The resolutions to amend Tata Sons’ Articles of Association (AoA) and Memorandum of Association (MoA) were passed by the requisite majority, notwithstanding the opposition from Cyrus Mistry, the ousted chairman of Tata Sons, whose family’s investment firms hold 18.4% stake in the company.

‘Requisite majority’

“The resolution to convert Tata Sons into a private limited company and its change of name has been passed with requisite majority as a majority of the shareholders voted in favour of the resolution,” said a person familiar with the development, who did not wish to be identified.

Ratan Tata, chairman of Tata Trusts that hold 66% stake in Tata Sons, attended the AGM.

Mr. Mistry may file an amended petition in the Mumbai bench of the National Company Law Tribunal (NCLT) after the National Company Law Appellate Tribunal (NCLAT) granted a waiver over maintainability of his original plea. Tata Sons needs the approval of NCLT for going private.

The amended petition is also likely to oppose Tata’s move to make Tata Sons private citing oppression of minority shareholders in the hands of majority shareholders, said sources.

When asked to comment on the developments, C. Aryama Sundaram, counsel for Mr. Mistry’s investment firms told The Hindu , “We are happy with the NCLAT order as the order vindicates our stand on the maintainability of the plea. Now, we will have to file an amended petition incorporating new developments. We have not yet decided if the amended petition will have the Tata Sons going private.”

‘Not ruled out’

“Let the actual order come,” said Somasekhar Sundaresan, another lawyer representing Mr. Mistry. “The option of incorporating new developments including Tata Sons’ move to take the company private cannot be ruled out.”

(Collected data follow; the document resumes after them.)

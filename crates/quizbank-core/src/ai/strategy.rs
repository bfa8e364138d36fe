//! Provider strategies
//!
//! A strategy is one (endpoint version, model, output mode) combination.
//! The chain walker tries them in list order; earlier entries are preferred.

use serde::{Deserialize, Serialize};
use std::fmt;

/// One concrete endpoint descriptor tried during generation
#[derive(Debug, Clone, PartialEq, Eq, Serialize, Deserialize)]
pub struct ProviderStrategy {
    /// API version path segment, e.g. `v1beta`
    pub api_version: String,
    /// Model identifier, e.g. `gemini-2.5-flash`
    pub model: String,
    /// Request JSON output mode (`responseMimeType: application/json`)
    #[serde(default = "default_structured_output")]
    pub structured_output: bool,
}

fn default_structured_output() -> bool {
    true
}

impl ProviderStrategy {
    pub fn new(api_version: &str, model: &str, structured_output: bool) -> Self {
        Self {
            api_version: api_version.to_string(),
            model: model.to_string(),
            structured_output,
        }
    }

    /// Same endpoint and model with plain-text output
    pub fn without_structured_output(&self) -> Self {
        Self {
            structured_output: false,
            ..self.clone()
        }
    }
}

impl fmt::Display for ProviderStrategy {
    fn fmt(&self, f: &mut fmt::Formatter<'_>) -> fmt::Result {
        write!(f, "{}/{}", self.api_version, self.model)?;
        if self.structured_output {
            write!(f, "+json")?;
        }
        Ok(())
    }
}

/// Built-in strategy list, most capable first
///
/// The trailing `v1` entry rejects `responseMimeType`, so it usually runs in
/// plain-text mode after its first attempt.
pub fn default_strategies() -> Vec<ProviderStrategy> {
    vec![
        ProviderStrategy::new("v1beta", "gemini-2.5-flash-preview-09-2025", true),
        ProviderStrategy::new("v1beta", "gemini-2.5-flash", true),
        ProviderStrategy::new("v1beta", "gemini-2.0-flash", true),
        ProviderStrategy::new("v1", "gemini-1.5-flash", true),
    ]
}
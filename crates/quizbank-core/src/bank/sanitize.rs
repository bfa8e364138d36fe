//! Response sanitizer
//!
//! Recovers a question list from provider text that may carry commentary,
//! code fences, or a wrapping object. The batch is accepted whole or not at
//! all, so malformed content never reaches the bank.

use std::sync::LazyLock;

use regex::Regex;
use serde_json::Value;
use thiserror::Error;

use super::item::GeneratedItem;

/// Field names providers use when wrapping the array in an object
const WRAPPER_FIELDS: &[&str] = &["questions", "items", "mcqs", "data"];

/// Outermost fenced block: first opening fence to the last closing fence on its own line
static OUTER_FENCE: LazyLock<Regex> = LazyLock::new(|| {
    Regex::new(r"(?s)```[A-Za-z0-9_+-]*[ \t]*\r?\n(.*)\n[ \t]*```").expect("valid fence regex")
});

/// First fenced block, with or without a language tag
static FENCED_BLOCK: LazyLock<Regex> = LazyLock::new(|| {
    Regex::new(r"(?s)```[A-Za-z0-9_+-]*[ \t]*\r?\n?(.*?)```").expect("valid fence regex")
});

/// Provider text that could not be turned into a question batch
#[derive(Debug, Error)]
pub enum MalformedContent {
    #[error("no JSON array found in response")]
    NoPayload,

    #[error("payload is not valid JSON: {0}")]
    InvalidJson(#[from] serde_json::Error),

    #[error("payload is neither an array nor an object wrapping one")]
    UnexpectedShape,

    #[error("payload contains no questions")]
    Empty,

    #[error("record {index} is malformed: {reason}")]
    InvalidRecord { index: usize, reason: String },
}

/// Extract and validate the question batch from raw provider text
pub fn sanitize(raw: &str) -> Result<Vec<GeneratedItem>, MalformedContent> {
    let payload = parse_payload(raw)?;

    let records = match payload {
        Value::Array(records) => records,
        Value::Object(mut map) => WRAPPER_FIELDS
            .iter()
            .find_map(|field| match map.remove(*field) {
                Some(Value::Array(records)) => Some(records),
                _ => None,
            })
            .ok_or(MalformedContent::UnexpectedShape)?,
        _ => return Err(MalformedContent::UnexpectedShape),
    };

    if records.is_empty() {
        return Err(MalformedContent::Empty);
    }

    records
        .into_iter()
        .enumerate()
        .map(|(index, record)| {
            serde_json::from_value::<GeneratedItem>(record).map_err(|e| {
                MalformedContent::InvalidRecord {
                    index,
                    reason: e.to_string(),
                }
            })
        })
        .collect()
}

/// Locate the JSON value in provider text
///
/// Text that already parses is taken as is, so fences inside string values
/// are left alone. Otherwise fenced bodies are tried before the whole text,
/// each first as-is and then sliced to its outermost brackets.
fn parse_payload(raw: &str) -> Result<Value, MalformedContent> {
    let text = raw.trim();
    if let Ok(value) = serde_json::from_str::<Value>(text) {
        return Ok(value);
    }

    let mut bodies: Vec<&str> = [&OUTER_FENCE, &FENCED_BLOCK]
        .iter()
        .filter_map(|fence| fence.captures(text).and_then(|caps| caps.get(1)))
        .map(|m| m.as_str().trim())
        .collect();
    bodies.push(text);

    let mut last_error = None;
    for body in bodies {
        if let Ok(value) = serde_json::from_str::<Value>(body) {
            return Ok(value);
        }
        if let Some(sliced) = slice_brackets(body) {
            match serde_json::from_str::<Value>(sliced) {
                Ok(value) => return Ok(value),
                Err(e) => last_error = Some(e),
            }
        }
    }

    Err(last_error
        .map(MalformedContent::InvalidJson)
        .unwrap_or(MalformedContent::NoPayload))
}

/// Slice from the first `[` to the last `]`, inclusive
fn slice_brackets(text: &str) -> Option<&str> {
    let start = text.find('[')?;
    let end = text.rfind(']')?;
    (end > start).then(|| &text[start..=end])
}
use std::{error::Error, io::stdout};
use tracing_bunyan_formatter::{BunyanFormattingLayer, JsonStorageLayer};
use tracing_subscriber::{EnvFilter, fmt, layer::SubscriberExt, util::SubscriberInitExt};

use planhive_application::infrastructure_config::{Config, LogFormat};

pub fn setup_logging(config: &Config) -> Result<(), Box<dyn Error>> {
    let env_filter =
        EnvFilter::try_from_default_env().unwrap_or_else(|_| EnvFilter::new(&config.logging.level));

    match config.logging.format {
        LogFormat::Json => {
            let formatting_layer = BunyanFormattingLayer::new("planhive-credtool".to_string(), stdout);
            let json_layer = JsonStorageLayer;

            tracing_subscriber::registry()
                .with(env_filter)
                .with(json_layer)
                .with(formatting_layer)
                .init();
        }
        LogFormat::Pretty => {
            let format = fmt::format()
                .with_target(true)
                .with_thread_ids(true)
                .compact();

            let mut subscriber = tracing_subscriber::fmt()
                .event_format(format)
                .with_env_filter(env_filter);

            if config.logging.include_location {
                subscriber = subscriber.with_file(true).with_line_number(true);
            }

            subscriber.init();
        }
    }

    Ok(())
}
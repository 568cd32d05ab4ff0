use std::sync::Arc;

use crate::error::AppResult;

#[async_trait::async_trait]
pub trait MaintenanceUseCase: Send + Sync {
    /// Rewrite every legacy plaintext credential in salted form.
    /// Returns the number of records migrated.
    async fn rehash_legacy_credentials(&self) -> AppResult<u64>;
}

pub type DynMaintenanceUseCase = Arc<dyn MaintenanceUseCase>;
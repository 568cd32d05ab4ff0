use std::future::Future;
use std::pin::Pin;
use std::sync::Arc;
use tokio::task::spawn_blocking;

use planhive_application::error::{AppError, AppResult};
use planhive_application::ports::outgoing::{
    blocking_hash::BlockingHashPort,
    password_hasher::DynPasswordHasherPort,
};

/// Runs key derivation on the blocking thread pool so login and
/// registration never stall the async runtime.
pub struct TokioBlockingHashAdapter {
    hasher: DynPasswordHasherPort,
}

impl TokioBlockingHashAdapter {
    pub fn new(hasher: DynPasswordHasherPort) -> Self {
        Self { hasher }
    }
}

impl BlockingHashPort for TokioBlockingHashAdapter {
    fn hash(
        &self,
        password: String,
    ) -> Pin<Box<dyn Future<Output = AppResult<String>> + Send + 'static>> {
        let hasher = Arc::clone(&self.hasher);

        Box::pin(async move {
            spawn_blocking(move || hasher.hash(&password))
                .await
                .map_err(|e| AppError::TaskError {
                    message: format!("hashing task failed: {e}"),
                })?
        })
    }

    fn verify(
        &self,
        password: String,
        stored_secret: String,
    ) -> Pin<Box<dyn Future<Output = AppResult<bool>> + Send + 'static>> {
        let hasher = Arc::clone(&self.hasher);

        Box::pin(async move {
            spawn_blocking(move || hasher.verify(&password, &stored_secret))
                .await
                .map_err(|e| AppError::TaskError {
                    message: format!("verification task failed: {e}"),
                })?
        })
    }
}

J. N. Gupta, co-founder and MD at Stakeholder and Empowerment Services (SES), a proxy advisory firm, said Mr. Mistry’s opposition to the Tata Sons move to go private lacked merit.

“I think after the NCLAT order, Mistry will bring this issue in his revised petition in front of the Mumbai bench of NCLT and the court will decide,” Mr. Gupta said. “I however find no merit in Mistry opposing the move citing it to be oppression and mismanagement in the change of Tata Sons from public limited company to a private limited company. When Mistrys bought a stake in Tata Sons, it was a pure private limited company. Tatas move to make Tata Sons private is purely to avoid any future legal uncertainty,” he added.

‘Minority oppressed’

Earlier, Cyrus Investments Pvt. Ltd., one of the investment firms, wrote to the Tata Sons board opposing the proposal to convert Tata Sons from a public company to a private company. It contended that the move constituted yet another “act of oppression of the minority shareholders of Tata Sons.”